Diluting risk
As the credit derivatives market has mushroomed, the need for dedicated management of credit risk within a bank’s portfolio of loans has grown. Alan McNee reports on the increasingly specialized role of credit portfolio manager
The idea of credit portfolio management has taken root in many banks in recent years, and is starting to flourish. Most sizeable institutions in North America and Europe – and many smaller ones too – have moved from a position of buying and holding credit to a buy-and-trade approach.
Until relatively recently this was done by a combination of trade in the secondary loans market and securitization, but the explosive growth of credit derivatives in recent years has added another dimension to credit portfolio management. As a result, bank loan portfolio managers have become increasingly significant participants in the credit markets. They can now buy and sell credit risk and generally behave much more like asset managers than traditional loan managers. There is little doubt that this has had an impact on the bottom line of the banks themselves.
Jack Malvey, chief global fixed-income strategist at Lehman Brothers in New York, says: “On the heels of the 2001 global recession, it’s arguable that the great precision afforded by using credit derivatives has allowed the classic commercial banks to weather the recession and come out in far better shape than they did from the previous downturn in the late 1980s and early 1990s.”
Credit portfolio management is, in essence, a way of reducing the concentration of credit risk in a particular institution. As Blythe Masters, head of credit portfolio, policy and strategy at JPMorgan, puts it: “The purpose of portfolio management is to attack concentrations of risk. It is concentration, whether on a single obligor or a whole industry, that has been the source of many of the sector’s problems with debt, for example in the telecoms sector.”

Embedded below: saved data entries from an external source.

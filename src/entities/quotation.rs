use async_trait::async_trait;
use chrono::{DateTime, NaiveDate, Utc};
use sea_orm::entity::prelude::*;
use sea_orm::{ActiveValue, Set};
use serde::{Deserialize, Serialize};
use std::fmt;
use std::str::FromStr;
use utoipa::ToSchema;

/// Quotation header. Lines live in [`super::quotation_line`].
#[derive(Clone, Debug, PartialEq, Eq, DeriveEntityModel, Serialize, Deserialize, ToSchema)]
#[sea_orm(table_name = "quotations")]
#[schema(as = Quotation)]
pub struct Model {
    #[sea_orm(primary_key)]
    pub id: i32,
    #[sea_orm(unique)]
    pub quotation_number: String,
    pub revision_number: i32,
    #[sea_orm(nullable)]
    pub customer_id: Option<i32>,
    #[sea_orm(nullable)]
    pub customer_name: Option<String>,
    #[sea_orm(nullable)]
    pub our_drawing_ref: Option<String>,
    #[sea_orm(nullable)]
    pub customer_drawing_ref: Option<String>,
    #[sea_orm(column_type = "Text", nullable)]
    pub drawing_desc: Option<String>,
    #[sea_orm(nullable)]
    pub contact_person: Option<String>,
    #[sea_orm(nullable)]
    pub enquiry_number: Option<String>,
    #[sea_orm(nullable)]
    pub enquiry_date: Option<NaiveDate>,
    #[sea_orm(nullable)]
    pub quotation_date: Option<NaiveDate>,
    #[sea_orm(nullable)]
    pub valid_till: Option<NaiveDate>,
    #[sea_orm(nullable)]
    pub currency: Option<String>,
    pub status: QuotationStatus,
    #[sea_orm(column_type = "Text", nullable)]
    pub remark: Option<String>,
    pub created_at: DateTime<Utc>,
    pub created_by: i32,
    pub updated_at: Option<DateTime<Utc>>,
    pub updated_by: Option<i32>,
    pub deleted_at: Option<DateTime<Utc>>,
    pub deleted_by: Option<i32>,
}

#[derive(Copy, Clone, Debug, EnumIter, DeriveRelation)]
pub enum Relation {
    #[sea_orm(has_many = "super::quotation_line::Entity")]
    Lines,
    #[sea_orm(
        belongs_to = "super::customer::Entity",
        from = "Column::CustomerId",
        to = "super::customer::Column::Id"
    )]
    Customer,
}

impl Related<super::quotation_line::Entity> for Entity {
    fn to() -> RelationDef {
        Relation::Lines.def()
    }
}

impl Related<super::customer::Entity> for Entity {
    fn to() -> RelationDef {
        Relation::Customer.def()
    }
}

#[async_trait]
impl ActiveModelBehavior for ActiveModel {
    async fn before_save<C>(self, _db: &C, insert: bool) -> Result<Self, DbErr>
    where
        C: ConnectionTrait,
    {
        let mut active_model = self;
        let now = Utc::now();

        if insert && matches!(active_model.created_at, ActiveValue::NotSet) {
            active_model.created_at = Set(now);
        }
        if let ActiveValue::NotSet = active_model.updated_at {
            active_model.updated_at = Set(Some(now));
        }

        Ok(active_model)
    }
}

/// Quotation workflow status
#[derive(
    Debug,
    Clone,
    Copy,
    PartialEq,
    Eq,
    Hash,
    Default,
    Serialize,
    Deserialize,
    EnumIter,
    DeriveActiveEnum,
    ToSchema,
)]
#[sea_orm(rs_type = "String", db_type = "String(StringLen::N(50))")]
pub enum QuotationStatus {
    #[default]
    #[sea_orm(string_value = "Draft")]
    Draft,
    #[sea_orm(string_value = "Under Review")]
    #[serde(rename = "Under Review")]
    UnderReview,
    #[sea_orm(string_value = "Approved")]
    Approved,
    #[sea_orm(string_value = "Rejected")]
    Rejected,
    #[sea_orm(string_value = "Frozen")]
    Frozen,
}

impl QuotationStatus {
    pub fn as_str(&self) -> &'static str {
        match self {
            QuotationStatus::Draft => "Draft",
            QuotationStatus::UnderReview => "Under Review",
            QuotationStatus::Approved => "Approved",
            QuotationStatus::Rejected => "Rejected",
            QuotationStatus::Frozen => "Frozen",
        }
    }
}

impl fmt::Display for QuotationStatus {
    fn fmt(&self, f: &mut fmt::Formatter<'_>) -> fmt::Result {
        f.write_str(self.as_str())
    }
}

impl FromStr for QuotationStatus {
    type Err = String;

    fn from_str(s: &str) -> Result<Self, Self::Err> {
        match s.trim() {
            "Draft" => Ok(QuotationStatus::Draft),
            "Under Review" => Ok(QuotationStatus::UnderReview),
            "Approved" => Ok(QuotationStatus::Approved),
            "Rejected" => Ok(QuotationStatus::Rejected),
            "Frozen" => Ok(QuotationStatus::Frozen),
            other => Err(format!("Invalid quotation status: {}", other)),
        }
    }
}
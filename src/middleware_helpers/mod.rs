pub mod request_id;

pub use request_id::request_id_middleware;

This approach may have been beneficial to the individual banks, but how has it affected the credit markets? For one thing, it has helped inject a great deal of liquidity. According to the latest figures from the International Swaps and Derivatives Association (Isda), the total notional outstanding for credit derivatives grew by 25% in the first six months of this year, reaching $2.69 trillion. A good deal of that volume growth can be attributed to banks transferring credit risk off their books as a result of more dynamic portfolio management.
“This is now one of the major flows in the credit markets,” says Chris Francis, head of credit derivatives research at Merrill Lynch. “It used to get captured in securitization and in asset swaps, but now a lot of the flow is through the credit default swaps market. Even if people are doing synthetic single-tranche collateralized debt obligations, they tend to be hedging the transactions with credit default swaps.”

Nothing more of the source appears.